▶ Exercise details
In the records below, count every line containing "reports". Reply with the number only.

▶ Provided records
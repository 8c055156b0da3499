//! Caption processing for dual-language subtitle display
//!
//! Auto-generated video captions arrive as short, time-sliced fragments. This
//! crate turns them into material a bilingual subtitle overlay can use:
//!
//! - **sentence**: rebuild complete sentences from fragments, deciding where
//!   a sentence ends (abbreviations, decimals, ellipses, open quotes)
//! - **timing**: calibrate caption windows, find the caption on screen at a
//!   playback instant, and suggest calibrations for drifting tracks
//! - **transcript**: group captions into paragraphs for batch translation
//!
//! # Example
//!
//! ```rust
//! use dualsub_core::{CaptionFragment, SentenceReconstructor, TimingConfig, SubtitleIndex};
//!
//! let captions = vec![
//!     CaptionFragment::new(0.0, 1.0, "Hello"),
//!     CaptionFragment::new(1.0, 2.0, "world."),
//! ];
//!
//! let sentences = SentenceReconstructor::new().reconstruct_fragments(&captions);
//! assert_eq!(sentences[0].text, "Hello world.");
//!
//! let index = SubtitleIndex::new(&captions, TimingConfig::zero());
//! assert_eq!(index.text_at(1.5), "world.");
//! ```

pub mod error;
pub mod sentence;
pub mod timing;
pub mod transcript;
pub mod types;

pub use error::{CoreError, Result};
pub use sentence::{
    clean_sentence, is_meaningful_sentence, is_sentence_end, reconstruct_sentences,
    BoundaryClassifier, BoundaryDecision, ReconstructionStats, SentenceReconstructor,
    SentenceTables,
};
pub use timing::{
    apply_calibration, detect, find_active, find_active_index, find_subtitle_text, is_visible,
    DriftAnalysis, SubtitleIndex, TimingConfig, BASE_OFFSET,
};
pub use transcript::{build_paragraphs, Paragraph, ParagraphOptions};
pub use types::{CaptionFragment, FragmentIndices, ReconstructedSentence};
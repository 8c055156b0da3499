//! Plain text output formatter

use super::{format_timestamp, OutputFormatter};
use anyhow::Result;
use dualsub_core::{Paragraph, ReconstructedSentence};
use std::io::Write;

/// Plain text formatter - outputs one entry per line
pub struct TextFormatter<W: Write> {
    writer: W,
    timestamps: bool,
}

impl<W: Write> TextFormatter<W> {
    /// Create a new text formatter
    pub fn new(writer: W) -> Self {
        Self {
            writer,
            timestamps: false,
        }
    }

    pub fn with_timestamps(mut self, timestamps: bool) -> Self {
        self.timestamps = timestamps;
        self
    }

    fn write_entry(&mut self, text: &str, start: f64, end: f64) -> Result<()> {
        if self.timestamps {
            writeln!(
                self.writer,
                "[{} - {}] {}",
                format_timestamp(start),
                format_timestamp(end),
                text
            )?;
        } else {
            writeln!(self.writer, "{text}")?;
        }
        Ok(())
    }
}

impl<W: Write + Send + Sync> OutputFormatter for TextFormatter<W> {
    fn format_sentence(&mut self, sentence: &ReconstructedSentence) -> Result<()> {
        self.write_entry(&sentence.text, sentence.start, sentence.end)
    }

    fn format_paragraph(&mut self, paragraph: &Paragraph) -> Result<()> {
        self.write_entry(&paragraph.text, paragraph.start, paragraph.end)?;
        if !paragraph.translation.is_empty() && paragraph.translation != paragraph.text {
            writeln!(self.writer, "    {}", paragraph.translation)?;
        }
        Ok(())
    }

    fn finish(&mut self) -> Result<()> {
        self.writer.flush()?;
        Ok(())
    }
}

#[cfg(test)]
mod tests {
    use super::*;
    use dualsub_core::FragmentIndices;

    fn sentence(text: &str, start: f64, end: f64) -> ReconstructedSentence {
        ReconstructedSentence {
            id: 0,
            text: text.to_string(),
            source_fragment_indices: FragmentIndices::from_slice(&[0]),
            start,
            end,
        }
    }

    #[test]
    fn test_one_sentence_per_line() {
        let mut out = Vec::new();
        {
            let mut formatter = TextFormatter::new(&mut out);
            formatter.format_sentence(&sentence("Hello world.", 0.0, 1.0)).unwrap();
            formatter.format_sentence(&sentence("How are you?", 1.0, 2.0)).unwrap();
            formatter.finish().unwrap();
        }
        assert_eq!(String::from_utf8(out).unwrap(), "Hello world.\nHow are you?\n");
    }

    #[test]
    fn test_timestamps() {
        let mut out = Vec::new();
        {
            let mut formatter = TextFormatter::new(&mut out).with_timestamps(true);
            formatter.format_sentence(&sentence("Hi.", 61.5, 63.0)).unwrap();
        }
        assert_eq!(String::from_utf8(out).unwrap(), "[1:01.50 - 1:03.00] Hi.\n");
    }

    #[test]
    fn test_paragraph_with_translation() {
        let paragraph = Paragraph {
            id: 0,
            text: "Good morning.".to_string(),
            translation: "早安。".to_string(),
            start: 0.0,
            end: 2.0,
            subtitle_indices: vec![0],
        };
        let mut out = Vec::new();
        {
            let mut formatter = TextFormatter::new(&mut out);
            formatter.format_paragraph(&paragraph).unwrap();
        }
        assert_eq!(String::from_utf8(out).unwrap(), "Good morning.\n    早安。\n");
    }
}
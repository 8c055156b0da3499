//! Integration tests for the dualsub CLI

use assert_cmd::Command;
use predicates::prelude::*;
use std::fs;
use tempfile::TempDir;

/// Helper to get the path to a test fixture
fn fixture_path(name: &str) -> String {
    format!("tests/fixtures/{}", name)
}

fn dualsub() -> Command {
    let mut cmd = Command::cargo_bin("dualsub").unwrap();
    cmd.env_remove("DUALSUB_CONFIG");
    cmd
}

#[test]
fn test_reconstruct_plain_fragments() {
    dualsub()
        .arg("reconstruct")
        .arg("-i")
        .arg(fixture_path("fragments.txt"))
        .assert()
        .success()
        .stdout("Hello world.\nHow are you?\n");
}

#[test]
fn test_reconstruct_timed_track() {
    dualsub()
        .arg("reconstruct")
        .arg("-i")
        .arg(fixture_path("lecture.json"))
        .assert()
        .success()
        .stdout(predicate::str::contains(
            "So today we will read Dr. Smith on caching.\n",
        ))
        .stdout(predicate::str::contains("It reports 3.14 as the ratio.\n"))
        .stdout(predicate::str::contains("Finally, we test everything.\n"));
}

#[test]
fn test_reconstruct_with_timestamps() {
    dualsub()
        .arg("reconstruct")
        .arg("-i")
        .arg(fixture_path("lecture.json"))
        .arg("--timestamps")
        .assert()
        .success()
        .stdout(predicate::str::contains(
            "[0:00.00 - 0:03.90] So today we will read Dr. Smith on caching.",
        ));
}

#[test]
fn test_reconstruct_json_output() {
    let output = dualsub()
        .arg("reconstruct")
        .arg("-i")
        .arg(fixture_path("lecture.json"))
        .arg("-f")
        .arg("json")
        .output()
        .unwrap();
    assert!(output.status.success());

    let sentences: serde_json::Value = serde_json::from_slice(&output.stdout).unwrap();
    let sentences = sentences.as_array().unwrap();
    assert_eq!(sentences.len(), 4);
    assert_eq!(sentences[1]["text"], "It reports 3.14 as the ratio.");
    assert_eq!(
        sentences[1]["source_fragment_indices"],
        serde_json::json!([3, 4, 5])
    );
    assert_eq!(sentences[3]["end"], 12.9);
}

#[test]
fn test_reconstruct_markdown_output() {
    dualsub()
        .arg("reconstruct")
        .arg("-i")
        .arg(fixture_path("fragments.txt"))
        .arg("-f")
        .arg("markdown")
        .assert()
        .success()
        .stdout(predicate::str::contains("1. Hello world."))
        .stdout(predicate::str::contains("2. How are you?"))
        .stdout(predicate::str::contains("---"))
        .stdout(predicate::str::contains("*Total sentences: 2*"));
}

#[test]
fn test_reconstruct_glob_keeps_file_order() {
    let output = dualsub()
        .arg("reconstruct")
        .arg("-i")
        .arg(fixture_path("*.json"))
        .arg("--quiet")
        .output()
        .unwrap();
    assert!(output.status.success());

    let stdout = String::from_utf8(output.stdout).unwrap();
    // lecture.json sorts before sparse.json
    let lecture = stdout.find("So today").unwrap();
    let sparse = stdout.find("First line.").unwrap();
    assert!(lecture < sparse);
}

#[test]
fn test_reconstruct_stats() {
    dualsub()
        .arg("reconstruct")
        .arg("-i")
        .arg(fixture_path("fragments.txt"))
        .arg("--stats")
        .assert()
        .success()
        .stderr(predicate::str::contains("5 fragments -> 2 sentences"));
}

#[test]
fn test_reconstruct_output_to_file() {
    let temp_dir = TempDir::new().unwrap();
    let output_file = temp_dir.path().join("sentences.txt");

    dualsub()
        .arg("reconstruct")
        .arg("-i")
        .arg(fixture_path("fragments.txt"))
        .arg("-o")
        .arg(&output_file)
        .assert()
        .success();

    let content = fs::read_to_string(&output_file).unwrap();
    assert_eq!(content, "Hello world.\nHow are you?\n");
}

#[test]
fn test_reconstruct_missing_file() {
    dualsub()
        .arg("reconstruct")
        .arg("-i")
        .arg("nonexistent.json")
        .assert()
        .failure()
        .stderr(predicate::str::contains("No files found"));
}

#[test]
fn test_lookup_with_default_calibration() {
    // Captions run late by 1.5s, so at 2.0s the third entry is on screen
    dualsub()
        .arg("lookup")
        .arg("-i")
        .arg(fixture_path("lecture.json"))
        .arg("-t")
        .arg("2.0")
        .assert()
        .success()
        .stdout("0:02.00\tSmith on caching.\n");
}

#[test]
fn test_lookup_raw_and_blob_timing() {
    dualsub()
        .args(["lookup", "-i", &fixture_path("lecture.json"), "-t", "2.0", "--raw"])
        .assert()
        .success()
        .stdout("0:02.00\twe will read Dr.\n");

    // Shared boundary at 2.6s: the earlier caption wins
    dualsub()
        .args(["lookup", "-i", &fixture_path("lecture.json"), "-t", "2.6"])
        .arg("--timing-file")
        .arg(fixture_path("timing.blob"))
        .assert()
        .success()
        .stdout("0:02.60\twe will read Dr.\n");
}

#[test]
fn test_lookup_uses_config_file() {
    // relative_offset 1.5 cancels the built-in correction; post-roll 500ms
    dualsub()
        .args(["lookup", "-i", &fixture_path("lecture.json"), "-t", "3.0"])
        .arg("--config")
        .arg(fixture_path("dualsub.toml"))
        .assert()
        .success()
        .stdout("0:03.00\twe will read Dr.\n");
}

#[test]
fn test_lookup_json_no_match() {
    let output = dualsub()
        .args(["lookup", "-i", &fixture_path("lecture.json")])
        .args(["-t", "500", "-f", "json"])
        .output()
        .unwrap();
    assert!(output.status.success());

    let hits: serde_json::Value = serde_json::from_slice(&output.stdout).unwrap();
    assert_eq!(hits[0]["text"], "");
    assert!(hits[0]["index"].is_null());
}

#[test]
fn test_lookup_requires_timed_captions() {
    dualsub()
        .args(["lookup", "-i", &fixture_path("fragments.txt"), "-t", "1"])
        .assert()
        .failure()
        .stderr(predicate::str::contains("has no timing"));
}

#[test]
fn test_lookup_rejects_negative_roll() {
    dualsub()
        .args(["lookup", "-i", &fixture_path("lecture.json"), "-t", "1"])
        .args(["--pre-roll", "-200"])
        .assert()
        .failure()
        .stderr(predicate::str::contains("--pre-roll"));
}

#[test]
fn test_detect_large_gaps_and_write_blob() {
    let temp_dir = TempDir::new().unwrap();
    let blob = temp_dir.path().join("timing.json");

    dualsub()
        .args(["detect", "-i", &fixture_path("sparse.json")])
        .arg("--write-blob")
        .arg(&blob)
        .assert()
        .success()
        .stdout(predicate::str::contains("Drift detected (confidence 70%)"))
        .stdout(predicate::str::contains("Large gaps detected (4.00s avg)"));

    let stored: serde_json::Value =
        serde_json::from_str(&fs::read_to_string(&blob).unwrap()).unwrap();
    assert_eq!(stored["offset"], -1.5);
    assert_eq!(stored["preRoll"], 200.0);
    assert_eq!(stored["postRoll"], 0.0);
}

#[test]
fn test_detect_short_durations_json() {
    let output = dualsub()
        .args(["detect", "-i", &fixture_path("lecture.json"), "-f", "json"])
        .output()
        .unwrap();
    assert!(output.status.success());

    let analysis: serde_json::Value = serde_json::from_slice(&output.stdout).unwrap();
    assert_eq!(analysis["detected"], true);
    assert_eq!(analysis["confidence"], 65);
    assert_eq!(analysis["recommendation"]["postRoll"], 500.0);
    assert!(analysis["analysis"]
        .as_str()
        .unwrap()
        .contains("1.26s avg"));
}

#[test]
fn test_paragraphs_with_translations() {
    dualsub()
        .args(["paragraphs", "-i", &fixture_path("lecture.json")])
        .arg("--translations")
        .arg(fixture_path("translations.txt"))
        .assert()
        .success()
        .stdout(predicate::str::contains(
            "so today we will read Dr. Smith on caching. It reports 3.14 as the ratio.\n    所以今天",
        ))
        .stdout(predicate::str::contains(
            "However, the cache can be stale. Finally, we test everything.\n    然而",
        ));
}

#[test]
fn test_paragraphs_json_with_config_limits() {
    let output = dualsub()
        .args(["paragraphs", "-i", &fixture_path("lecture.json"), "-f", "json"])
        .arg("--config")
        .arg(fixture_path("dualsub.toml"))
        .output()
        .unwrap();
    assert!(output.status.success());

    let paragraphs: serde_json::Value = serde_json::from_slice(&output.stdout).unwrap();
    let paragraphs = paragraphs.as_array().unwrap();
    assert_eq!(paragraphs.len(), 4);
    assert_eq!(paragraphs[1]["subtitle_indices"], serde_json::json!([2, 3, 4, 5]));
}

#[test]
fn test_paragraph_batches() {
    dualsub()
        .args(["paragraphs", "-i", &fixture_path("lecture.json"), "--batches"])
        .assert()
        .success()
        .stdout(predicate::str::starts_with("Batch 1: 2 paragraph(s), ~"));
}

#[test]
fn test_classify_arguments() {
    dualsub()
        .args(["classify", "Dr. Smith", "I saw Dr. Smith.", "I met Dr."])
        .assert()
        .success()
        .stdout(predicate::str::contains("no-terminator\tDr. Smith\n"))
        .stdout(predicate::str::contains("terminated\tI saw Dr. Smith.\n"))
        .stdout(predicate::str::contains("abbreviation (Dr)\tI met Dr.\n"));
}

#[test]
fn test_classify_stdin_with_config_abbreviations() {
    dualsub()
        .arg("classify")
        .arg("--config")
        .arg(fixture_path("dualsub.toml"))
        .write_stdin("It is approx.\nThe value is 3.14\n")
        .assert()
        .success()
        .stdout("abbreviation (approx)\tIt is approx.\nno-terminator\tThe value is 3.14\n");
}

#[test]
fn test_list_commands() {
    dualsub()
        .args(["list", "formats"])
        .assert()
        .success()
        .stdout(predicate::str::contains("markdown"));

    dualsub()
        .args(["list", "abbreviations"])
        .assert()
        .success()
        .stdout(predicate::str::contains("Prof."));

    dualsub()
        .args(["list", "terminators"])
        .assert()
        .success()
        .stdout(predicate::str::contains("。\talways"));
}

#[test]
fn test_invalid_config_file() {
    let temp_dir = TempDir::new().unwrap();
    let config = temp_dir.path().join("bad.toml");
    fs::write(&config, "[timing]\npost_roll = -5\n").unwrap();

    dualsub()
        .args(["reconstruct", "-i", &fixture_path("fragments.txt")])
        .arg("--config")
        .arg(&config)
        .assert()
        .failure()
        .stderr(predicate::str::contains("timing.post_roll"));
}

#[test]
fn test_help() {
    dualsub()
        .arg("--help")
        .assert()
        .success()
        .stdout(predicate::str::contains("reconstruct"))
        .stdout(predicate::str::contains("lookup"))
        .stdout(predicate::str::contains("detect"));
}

▶ Worked solution
3